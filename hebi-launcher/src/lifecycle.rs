//! Session lifecycle orchestration: the create and destroy sequences shared
//! by the HTTP handlers and the reaper.

use crate::LauncherState;
use crate::directory::DirectoryRecord;
use crate::fedid::Fedid;
use crate::kubernetes::OrchestratorError;
use crate::manifest::WorkloadSpec;

#[derive(Debug)]
pub enum StartOutcome {
    /// Resources created and the pod reported phase `Running`.
    Launched,
    /// Pod and service already exist for this user; nothing was created.
    AlreadyRunning,
    /// The directory record fails the eligibility predicate.
    Ineligible(DirectoryRecord),
    /// The directory could not answer; no resources were touched.
    DirectoryUnavailable(String),
    /// A create step failed; the presence guard lets the next call retry.
    ProvisioningFailed(&'static str),
    /// The pod never reached `Running` within the configured timeout; the
    /// partially created resources were destroyed again.
    ReadyTimeout,
}

#[derive(Debug, Clone, Copy, PartialEq, Eq)]
pub enum StopOutcome {
    /// The full destroy sequence ran.
    Stopped,
    /// There was no deployment for this user; nothing else was attempted.
    NotFound,
    /// A step failed; later steps were skipped and residual state may remain.
    Failed,
}

pub async fn start_session(state: &LauncherState, fedid: &Fedid, uid_override: Option<i64>) -> StartOutcome {
    let conf = state.conf_handle.get_conf();

    let record = match state.directory.lookup(fedid).await {
        Ok(record) => record,
        Err(error) => {
            error!(%fedid, error = format!("{error:#}"), "Directory lookup failed");
            return StartOutcome::DirectoryUnavailable(format!("directory lookup failed: {error}"));
        }
    };

    info!(%fedid, ?record, "Directory record");

    if !record.is_eligible() {
        return StartOutcome::Ineligible(record);
    }

    let uid = uid_override.unwrap_or(record.uid);

    let pod_present = match state.orchestrator.pod_exists(fedid).await {
        Ok(present) => present,
        Err(error) => {
            error!(%fedid, error = format!("{error:#}"), "Failed to query pods");
            return StartOutcome::ProvisioningFailed("failed to query existing resources");
        }
    };

    let service_present = match state.orchestrator.service_exists(fedid).await {
        Ok(present) => present,
        Err(error) => {
            error!(%fedid, error = format!("{error:#}"), "Failed to query services");
            return StartOutcome::ProvisioningFailed("failed to query existing resources");
        }
    };

    if pod_present && service_present {
        return StartOutcome::AlreadyRunning;
    }

    let service = state.renderer.service(fedid);
    if let Err(error) = state.orchestrator.create_service(service).await {
        error!(%fedid, error = format!("{error:#}"), "Failed to create service");
        return StartOutcome::ProvisioningFailed("failed to create service");
    }
    info!(%fedid, "Service created");

    if let Err(error) = state.ingress.add_route(fedid).await {
        error!(%fedid, error = format!("{error:#}"), "Failed to add ingress route");
        return StartOutcome::ProvisioningFailed("failed to add ingress route");
    }

    let workload = WorkloadSpec::builder()
        .fedid(fedid.clone())
        .uid(uid)
        .gid(uid)
        .service_url(format!("https://{}/{}/", conf.ingress_host, fedid))
        .cas_server(conf.cas_server.to_string())
        .websocket_server(format!("https://{}", conf.ingress_host))
        .build();

    let deployment = state.renderer.deployment(&workload);
    if let Err(error) = state.orchestrator.create_deployment(deployment).await {
        error!(%fedid, error = format!("{error:#}"), "Failed to create deployment");
        return StartOutcome::ProvisioningFailed("failed to create deployment");
    }
    info!(%fedid, "Deployment created");

    match tokio::time::timeout(conf.pod_ready_timeout, state.orchestrator.wait_pod_running(fedid)).await {
        Ok(Ok(())) => {
            info!(%fedid, "Session pod is now running");

            // Seed the activity record so a session whose browser tab never
            // connects still ages towards the inactivity threshold.
            state.activity.touch(fedid);

            StartOutcome::Launched
        }
        Ok(Err(error)) => {
            error!(%fedid, error = format!("{error:#}"), "Pod watch failed; rolling back");
            let outcome = destroy_session(state, fedid).await;
            debug!(%fedid, ?outcome, "Rollback finished");
            StartOutcome::ProvisioningFailed("failed to watch pod start-up")
        }
        Err(_) => {
            warn!(
                %fedid,
                timeout = ?conf.pod_ready_timeout,
                "Pod did not become ready in time; rolling back",
            );
            let outcome = destroy_session(state, fedid).await;
            debug!(%fedid, ?outcome, "Rollback finished");
            StartOutcome::ReadyTimeout
        }
    }
}

/// Destroys a user's session resources, in order: deployment, service,
/// ingress route, activity entry.
///
/// A missing deployment short-circuits the sequence: the session never
/// existed as far as the caller is concerned. A missing service later on is
/// success-of-absence and the sequence continues.
pub async fn destroy_session(state: &LauncherState, fedid: &Fedid) -> StopOutcome {
    match state.orchestrator.delete_deployment(fedid).await {
        Ok(()) => info!(%fedid, "Deployment deleted"),
        Err(OrchestratorError::NotFound) => {
            info!(%fedid, "No deployment for this user");
            return StopOutcome::NotFound;
        }
        Err(error) => {
            error!(%fedid, error = format!("{error:#}"), "Failed to delete deployment");
            return StopOutcome::Failed;
        }
    }

    match state.orchestrator.delete_service(fedid).await {
        Ok(()) => info!(%fedid, "Service deleted"),
        Err(OrchestratorError::NotFound) => debug!(%fedid, "Service was already gone"),
        Err(error) => {
            error!(%fedid, error = format!("{error:#}"), "Failed to delete service");
            return StopOutcome::Failed;
        }
    }

    if let Err(error) = state.ingress.remove_route(fedid).await {
        error!(%fedid, error = format!("{error:#}"), "Failed to remove ingress route");
        return StopOutcome::Failed;
    }

    state.activity.remove(fedid);
    debug!(%fedid, "Activity entry removed");

    StopOutcome::Stopped
}
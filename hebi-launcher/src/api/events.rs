use axum::extract::State;
use axum::extract::ws::{self, WebSocket, WebSocketUpgrade};
use axum::response::Response;
use futures::{SinkExt as _, StreamExt as _};
use tokio::sync::broadcast;

use crate::LauncherState;
use crate::events::{self, ClientEvent};

/// Upgrades to the bidirectional event channel
pub(super) async fn events_handler(State(state): State<LauncherState>, ws: WebSocketUpgrade) -> Response {
    ws.on_upgrade(move |socket| handle_socket(socket, state))
}

async fn handle_socket(socket: WebSocket, state: LauncherState) {
    let (mut sink, mut stream) = socket.split();
    let mut broadcast_rx = state.events.subscribe();
    let mut shutdown_signal = state.shutdown_signal.clone();

    debug!("Event channel client connected");

    loop {
        tokio::select! {
            incoming = stream.next() => {
                match incoming {
                    Some(Ok(ws::Message::Text(text))) => match serde_json::from_str::<ClientEvent>(&text) {
                        Ok(event) => events::handle_client_event(&state.activity, event),
                        Err(error) => debug!(%error, "Ignoring unrecognised event payload"),
                    },
                    Some(Ok(ws::Message::Close(_))) | None => break,
                    Some(Ok(_)) => {} // Ping, pong and binary frames are not part of the protocol.
                    Some(Err(error)) => {
                        debug!(%error, "Event channel closed abruptly");
                        break;
                    }
                }
            }
            outgoing = broadcast_rx.recv() => {
                match outgoing {
                    Ok(event) => {
                        let payload = match serde_json::to_string(&event) {
                            Ok(payload) => payload,
                            Err(error) => {
                                error!(%error, "Failed to serialise server event");
                                continue;
                            }
                        };

                        if sink.send(ws::Message::Text(payload.into())).await.is_err() {
                            break;
                        }
                    }
                    Err(broadcast::error::RecvError::Lagged(skipped)) => {
                        warn!(skipped, "Event channel client lagging behind broadcasts");
                    }
                    Err(broadcast::error::RecvError::Closed) => break,
                }
            }
            () = shutdown_signal.wait() => break,
        }
    }

    debug!("Event channel client disconnected");
}
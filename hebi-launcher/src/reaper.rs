//! Garbage collection of sessions whose liveness signal has lapsed.

use async_trait::async_trait;
use hebi_task::{ShutdownSignal, Task};
use time::OffsetDateTime;

use crate::LauncherState;
use crate::lifecycle::{self, StopOutcome};

pub struct ReaperTask {
    pub state: LauncherState,
}

#[async_trait]
impl Task for ReaperTask {
    type Output = anyhow::Result<()>;

    const NAME: &'static str = "session reaper";

    async fn run(self, mut shutdown_signal: ShutdownSignal) -> Self::Output {
        debug!("Task started");

        let conf = self.state.conf_handle.get_conf();

        let mut interval = tokio::time::interval(conf.reap_interval);
        interval.tick().await; // Consume the immediate first tick.

        loop {
            tokio::select! {
                _ = interval.tick() => {
                    // One bad pass must not kill the reaper.
                    if let Err(error) = reap_once(&self.state).await {
                        error!(error = format!("{error:#}"), "Reap pass failed");
                    }
                }
                () = shutdown_signal.wait() => {
                    break;
                }
            }
        }

        debug!("Task terminated");

        Ok(())
    }
}

/// One reaper pass over all running session pods.
///
/// A user with no activity record is skipped, not reaped: the launcher may
/// have just restarted and not yet absorbed a heartbeat response.
pub async fn reap_once(state: &LauncherState) -> anyhow::Result<()> {
    let conf = state.conf_handle.get_conf();
    let threshold = time::Duration::try_from(conf.inactivity_threshold)
        .unwrap_or(time::Duration::MAX);

    let users = state
        .orchestrator
        .running_session_users()
        .await
        .map_err(|error| anyhow::anyhow!(error).context("failed to enumerate running session pods"))?;

    trace!(running = users.len(), "Reaper pass");

    for fedid in users {
        let Some(last_seen) = state.activity.get(&fedid) else {
            warn!(
                %fedid,
                "Running session has no activity record; skipping this tick",
            );
            continue;
        };

        let age = OffsetDateTime::now_utc() - last_seen;

        if age < threshold {
            continue;
        }

        info!(
            %fedid,
            ?age,
            threshold = ?conf.inactivity_threshold,
            "Session inactive beyond the threshold; destroying its resources",
        );

        match lifecycle::destroy_session(state, &fedid).await {
            StopOutcome::Stopped => info!(%fedid, "Inactive session destroyed"),
            StopOutcome::NotFound => debug!(%fedid, "Session resources were already gone"),
            StopOutcome::Failed => warn!(%fedid, "Destroy sequence left residual state"),
        }
    }

    Ok(())
}
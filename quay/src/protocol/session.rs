use thiserror::Error;
use tracing::debug;

use crate::config::Limits;

use super::SessionRecord;

/// What a connection produced once it sent a terminating empty line.
#[derive(Clone, Debug, PartialEq)]
pub enum Transaction {
	/// The terminator arrived without any attributes before it.
	Empty,
	Complete(SessionRecord),
}

/// Assembles transactions out of the bytes read from one connection. This
/// does no networking; it only turns bytes into [Transaction]s.
pub struct Session {
	limits: Limits,
	pending: Vec<u8>,
	record: SessionRecord,
	lines: usize,
}

impl Session {
	pub fn new(limits: Limits) -> Self {
		Self {
			limits,
			pending: vec![],
			record: SessionRecord::new(),
			lines: 0,
		}
	}

	pub fn push(&mut self, data: &[u8]) {
		self.pending.extend_from_slice(data);
	}

	/// Consume buffered lines until a transaction ends. Anything after that
	/// transaction's terminator stays buffered for the next call.
	pub fn next_transaction(&mut self) -> Result<Option<Transaction>, SessionError> {
		loop {
			let newline = match self.pending.iter().position(|b| *b == b'\n') {
				Some(idx) => idx,
				None => {
					if self.pending.len() > self.limits.max_line_length {
						return Err(SessionError::LineTooLong(self.limits.max_line_length));
					}

					return Ok(None);
				}
			};

			if newline > self.limits.max_line_length {
				return Err(SessionError::LineTooLong(self.limits.max_line_length));
			}

			let raw: Vec<u8> = self.pending.drain(..=newline).collect();
			let line = String::from_utf8_lossy(&raw[..newline]);

			if line.is_empty() {
				self.lines = 0;

				if self.record.is_empty() {
					return Ok(Some(Transaction::Empty));
				}

				return Ok(Some(Transaction::Complete(std::mem::take(
					&mut self.record,
				))));
			}

			self.lines += 1;
			if self.lines > self.limits.max_lines {
				return Err(SessionError::TooManyLines(self.limits.max_lines));
			}

			debug!("smtp session: {}", line);
			if let Err(err) = self.record.insert_line(&line) {
				debug!("Drop invalid smtp session input: {} ({})", line, err);
			}
		}
	}

	/// True if nothing of a transaction has been received yet.
	pub fn is_idle(&self) -> bool {
		self.pending.is_empty() && self.record.is_empty() && self.lines == 0
	}
}

#[derive(Clone, Debug, Error, PartialEq)]
pub enum SessionError {
	#[error("line exceeded {0} bytes without a newline")]
	LineTooLong(usize),
	#[error("more than {0} attribute lines in one transaction")]
	TooManyLines(usize),
}
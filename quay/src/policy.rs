use thiserror::Error;
use tracing::debug;

use crate::{
	backend::{Backend, Connections},
	plugin::{PluginContext, PluginError, PluginSpec},
	protocol::SessionRecord,
};

/// Turns a finished transaction into an action, or no opinion at all.
pub trait Evaluator: Send + Sync {
	fn evaluate(
		&self,
		record: &SessionRecord,
		plugins: &[PluginSpec],
		sender_search_attrs: &[String],
		recipient_search_attrs: &[String],
	) -> Result<Option<String>, EvaluateError>;
}

/// Asks each plugin in turn and goes with the first one that has an opinion.
pub struct PluginChain {
	backend: Backend,
	connections: Connections,
}

impl PluginChain {
	pub fn new(backend: Backend, connections: Connections) -> Self {
		Self {
			backend,
			connections,
		}
	}
}

impl Evaluator for PluginChain {
	fn evaluate(
		&self,
		record: &SessionRecord,
		plugins: &[PluginSpec],
		sender_search_attrs: &[String],
		recipient_search_attrs: &[String],
	) -> Result<Option<String>, EvaluateError> {
		let context = PluginContext {
			record,
			backend: self.backend,
			connections: &self.connections,
			sender_search_attrs,
			recipient_search_attrs,
		};

		for spec in plugins {
			let action = spec
				.plugin()
				.restriction(&context)
				.map_err(|source| EvaluateError::Plugin {
					plugin: spec.name().into(),
					source,
				})?;

			match action {
				Some(action) if !is_no_opinion(&action) => {
					debug!("<-- Result of plugin {}: {}", spec.name(), action);
					return Ok(Some(action));
				}
				_ => debug!("<-- Result of plugin {}: DUNNO", spec.name()),
			}
		}

		Ok(None)
	}
}

fn is_no_opinion(action: &str) -> bool {
	let action = action.trim();

	action.is_empty()
		|| action
			.get(..5)
			.map_or(false, |verb| verb.eq_ignore_ascii_case("DUNNO"))
}

#[derive(Debug, Error)]
pub enum EvaluateError {
	#[error("plugin {plugin} failed: {source}")]
	Plugin {
		plugin: String,
		#[source]
		source: PluginError,
	},
	#[error("evaluation panicked")]
	Panicked,
	#[error("no evaluator available")]
	Unavailable,
}
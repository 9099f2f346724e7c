//! The attributes a policy delegation request may carry.

pub const ATTRIBUTES: &[&str] = &[
	"request",
	"protocol_state",
	"protocol_name",
	"helo_name",
	"queue_id",
	"sender",
	"recipient",
	"recipient_count",
	"client_address",
	"client_name",
	"client_port",
	"reverse_client_name",
	"instance",
	"sasl_method",
	"sasl_username",
	"sasl_sender",
	"size",
	"ccert_subject",
	"ccert_issuer",
	"ccert_fingerprint",
	"ccert_pubkey_fingerprint",
	"encryption_protocol",
	"encryption_cipher",
	"encryption_keysize",
	"etrn_domain",
	"stress",
	"policy_context",
	"server_address",
	"server_port",
	"compatibility_level",
	"mail_version",
];

/// Attributes holding an address. These are lowercased and get a derived
/// domain attribute alongside them.
const IDENTITIES: &[(&str, &str)] = &[
	("sender", "sender_domain"),
	("recipient", "recipient_domain"),
	("sasl_username", "sasl_username_domain"),
];

/// Returns the canonical name of a recognized attribute.
pub fn recognize(key: &str) -> Option<&'static str> {
	ATTRIBUTES.iter().copied().find(|attr| *attr == key)
}

/// Returns the derived domain attribute for an identity attribute.
pub fn domain_key(attribute: &str) -> Option<&'static str> {
	IDENTITIES
		.iter()
		.find(|(name, _)| *name == attribute)
		.map(|(_, domain)| *domain)
}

EXERCISE GOAL ▸ Retype every line of the listing, word for word, from its opening line to the line that holds "use crate::kubernetes::OrchestratorError;", and include that last line too.

EXERCISE RESULT ▸
filename hebi-launcher/src/lifecycle.rs
//! Session lifecycle orchestration: the create and destroy sequences shared
//! by the HTTP handlers and the reaper.

use crate::LauncherState;
use crate::directory::DirectoryRecord;
use crate::fedid::Fedid;
use crate::kubernetes::OrchestratorError;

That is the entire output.